Хоть мы и обещали Феде, что против его воли не станем разыскивать его семью, я на этот раз не считал себя вправе свято соблюдать обещание. Я просто обязан был как-то дать знать этой женщине хотя бы об одном: мальчик жив и здоров. Родная она ему или не родная, а уж наверно не находит себе места. Разведать, в каких городах близ Полтавы есть швейные фабрики, - дело нехитрое. Я написал по нескольким адресам. Сообщил, что мальчик Федя Крещук, тринадцати лет, находится у нас, но что я пишу без его ведома, и просил со всеми вопросами обращаться только ко мне.
* * *
Есть на свете очень трудная вещь, называется она "последнее предупреждение".
Верно, бывает, надо сказать человеку: "Смотри, предупреждаю тебя в последний раз".
Но я знаю по опыту - предупрежденный, хоть и полон самых лучших намерений, тотчас же оступится. Как говорят ребята, с перепугу. Он и сам хочет за собой уследить, знает, что и другие смотрят за каждым его шагом - и от напряжения срывается. А с характером Катаева, думал я, с его привычной грубостью это почти неизбежно. Поэтому надо, чтобы он не ощущал постоянно этой угрозы последнего предупреждения, чтобы оно не давило его ежеминутно. Может быть, и Николай смутно это понимал. Он сказал Гале:
- Перейти бы мне к вам в отряд. Можно?
- Что так?
Николай помялся:
- Да так... хочется мне. Попросите Семена Афанасьева, а?
- Я не прочь. Только поладим ли мы? Я не прощаю грубости.
- Когда это я вам грубо говорил?
- Разве дело только во мне? Я иной раз просто слышать не могу, как ты разговариваешь о людьми.
- Галина Константиновна... вот увидите!
Совет нашего дома согласился перевести Николая в отряд Коломыты. Я думаю - все, как и я, понимали: Катаев надеется, что с помощью Гали ему легче будет сдержаться и не найдет коса на камень.
Для себя я взял это на заметку, как напоминание и укор. Я больше люблю хирургию, лучше умею рубануть сплеча, а Галя умеет добиваться своего исподволь, не уставая и не горячась.
Теперь я реже сталкивался с Катаевым - он был при Гале почти неотлучно. Дома пока все шло отлично, из школы жалоб не было, но я не обольщался. Радоваться рано, подъем в гору легким не бывает. Я даже подозревал, что какие-то случаи до меня не доходят. Не то чтобы Николая покрывали, скорее, берегли, спускали ему иную мелочь, понимая, что трудно человеку в короткий срок разделаться с самим собой.

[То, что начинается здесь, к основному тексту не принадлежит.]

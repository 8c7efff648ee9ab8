use serde::Serialize;
use url::Url;

use crate::util::{query_flag, same_resource, segments_under};

/// Pages under a project's web URL that the checkout flow knows about.
#[derive(Debug, Clone, Copy, PartialEq, Eq, Serialize)]
#[serde(rename_all = "snake_case")]
pub enum ProjectPage {
    /// The project page itself.
    Root,
    /// `POST /pledge`: reward and shipping form submission.
    Pledge,
    PledgeNew,
    PledgeEdit,
    /// Cancellation confirmation form.
    PledgeDestroy,
    PledgeChangeMethod,
    /// Fine print pages, shown as modals when tagged `modal=true`.
    PledgeBigPrint,
}

/// Pages under `/checkouts/:id`.
#[derive(Debug, Clone, Copy, PartialEq, Eq, Serialize)]
#[serde(rename_all = "snake_case")]
pub enum CheckoutPage {
    /// `POST /checkouts/:id/payments`: pay with a new card.
    Payments,
    PaymentsNew,
    /// Pay with a stored card.
    UseStoredCard,
    Thanks { racing: bool },
}

#[derive(Debug, Clone, Copy, PartialEq, Eq, Serialize)]
#[serde(rename_all = "snake_case")]
pub enum Route {
    Project(ProjectPage),
    Checkout { id: u64, page: CheckoutPage },
    Signup,
    StripeChannel,
}

impl Route {
    /// Pages that present a form to the user.
    pub fn is_form(&self) -> bool {
        matches!(
            self,
            Route::Project(
                ProjectPage::PledgeNew
                    | ProjectPage::PledgeEdit
                    | ProjectPage::PledgeDestroy
                    | ProjectPage::PledgeChangeMethod
            ) | Route::Checkout {
                page: CheckoutPage::PaymentsNew,
                ..
            }
        )
    }

    /// Pages that receive a pledge or payment submission.
    pub fn is_submission(&self) -> bool {
        matches!(
            self,
            Route::Project(ProjectPage::Pledge)
                | Route::Checkout {
                    page: CheckoutPage::Payments | CheckoutPage::UseStoredCard,
                    ..
                }
        )
    }
}

/// Maps navigation URLs to [`Route`]s for one project.
#[derive(Debug, Clone)]
pub struct Router {
    project_url: Url,
    web_base: Url,
    stripe_channel: Url,
}

impl Router {
    pub fn new(project_url: Url, web_base: Url, stripe_channel: Url) -> Self {
        Self {
            project_url,
            web_base,
            stripe_channel,
        }
    }

    pub fn project_url(&self) -> &Url {
        &self.project_url
    }

    /// Returns `None` for anything the checkout flow does not recognise.
    pub fn route(&self, url: &Url) -> Option<Route> {
        if same_resource(url, &self.stripe_channel) {
            return Some(Route::StripeChannel);
        }

        if let Some(route) = self.checkout_route(url) {
            return Some(route);
        }

        if let Some(segments) = segments_under(url, &self.project_url) {
            return project_page(&segments).map(Route::Project);
        }

        match segments_under(url, &self.web_base).as_deref() {
            Some(["signup"]) => Some(Route::Signup),
            _ => None,
        }
    }

    /// `/checkouts/:id/...` may sit under the site root or under the project.
    fn checkout_route(&self, url: &Url) -> Option<Route> {
        let segments = segments_under(url, &self.web_base)?;
        let start = segments.iter().position(|s| *s == "checkouts")?;
        let (id, rest) = match &segments[start + 1..] {
            [id, rest @ ..] => (id.parse::<u64>().ok()?, rest),
            [] => return None,
        };

        let page = match rest {
            ["payments"] => CheckoutPage::Payments,
            ["payments", "new"] => CheckoutPage::PaymentsNew,
            ["payments", "use_stored_card"] => CheckoutPage::UseStoredCard,
            ["thanks"] => CheckoutPage::Thanks {
                racing: query_flag(url, "racing"),
            },
            _ => return None,
        };

        Some(Route::Checkout { id, page })
    }
}

fn project_page(segments: &[&str]) -> Option<ProjectPage> {
    match segments {
        [] => Some(ProjectPage::Root),
        ["pledge"] => Some(ProjectPage::Pledge),
        ["pledge", "new"] => Some(ProjectPage::PledgeNew),
        ["pledge", "edit"] => Some(ProjectPage::PledgeEdit),
        ["pledge", "destroy"] => Some(ProjectPage::PledgeDestroy),
        ["pledge", "change_method"] => Some(ProjectPage::PledgeChangeMethod),
        ["pledge", "big_print"] => Some(ProjectPage::PledgeBigPrint),
        _ => None,
    }
}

Однажды я пришел на урок арифметики в пятый класс. Оказалось, будет контрольная. На контрольной мне сидеть не хотелось, но уйти было уже неловко. Я сел на заднюю парту и старался быть тише воды ниже травы. Иван Иванович написал на доске два варианта работы; мой ряд решал одну задачу и пример, соседний - другую. Класс углубился в математические размышления. Я тоже принялся решать. И вдруг услышал голос Ивана Ивановича:
- Катаев! Почему у тебя на парте учебник? Убери его.
И безмятежный ответ Николая:
- А он мне не мешает.
Все ребята разом обернулись ко мне, не обернулся один Николай, только его спина, плечи, вдруг словно ставшие уже, и уши, вспыхнувшие как маков цвет, - все говорило: "Что я наделал!" В ответе не было грубого слова, но все почувствовали, что ответ этот развязен и нагл, и сам Николай понял это не хуже других.
- Я не приму твоей работы, - спокойно сказал Иван Иванович и пошел по рядам, заглядывая в тетради.